Andrew
1
This is a quick intro to the Classification Endpoint.
13 Likes
uqdjq
2
Nice video 
Is there a way to classify more than one phrase at once via this Endpoint or do I have to call it for every single phrase?
The only way I could find for classifying multiple phrases is via the “efficient structure” as described in promt design 101?
joey
3
Yes. Is there any particular reason that solution, or simply calling the API multiple times, isn’t ideal?
uqdjq
4
My main issue is that I have a lot of text to classify in and it should ideally be quick. So calling the API frequently will probably take too much time and might also be considered as spam.
I have yet to try the custom promts, but there I will have to put together the strings and extract them from the response which just feels wrong. But if that’s the way I can live with that.
joey
5
The ada engine is extremely fast.
Calling the engine many times is perfectly fine.
uqdjq
6
Yes, ada is, but if I send a request every time, the latency from the connection itself adds up and the overall processing takes some time then.
Ah that’s good to know. Thank you, I can work with that for now, at least for my proof of concept. 

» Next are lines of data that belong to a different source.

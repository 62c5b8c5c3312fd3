use serde::{Deserialize, Serialize};

use crate::catalog::Movie;
use crate::trending::SearchTermRow;

/// User-facing message shown when the movie fetch fails.
pub const FETCH_ERROR_MESSAGE: &str = "Error fetching movies. Please try again later.";

/// Snapshot of everything the search page renders.
#[derive(Debug, Clone, Default, PartialEq, Serialize, Deserialize)]
pub struct SearchState {
    /// Raw text in the search box.
    pub query: String,
    /// Last query that survived the debounce window.
    pub debounced_query: String,
    pub is_loading: bool,
    /// Set when the last fetch failed; the movie list is hidden while set.
    #[serde(skip_serializing_if = "Option::is_none")]
    pub error_message: Option<String>,
    pub movies: Vec<Movie>,
    pub trending: Vec<SearchTermRow>,
}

For a productive use more efficiency might be nice e.g. if I could also upload a .jsonl for the whole classification.
joey
7
Yes, of course that’s possible as well, as you mentioned by uploading a .jsonl for the classification endpoint: OpenAI API
To clarify, this is a different endpoint from what I was previously referencing (the Completions endpoint).
uqdjq
8

The way I understand this, the file can be used only for training though? Or can I also include my test data (without labels) in the same file?
joey
9
That’s correct, but it also guides the API to the format and purpose of Classifications you want, so you can quickly and easily (and cheaply) classify new data.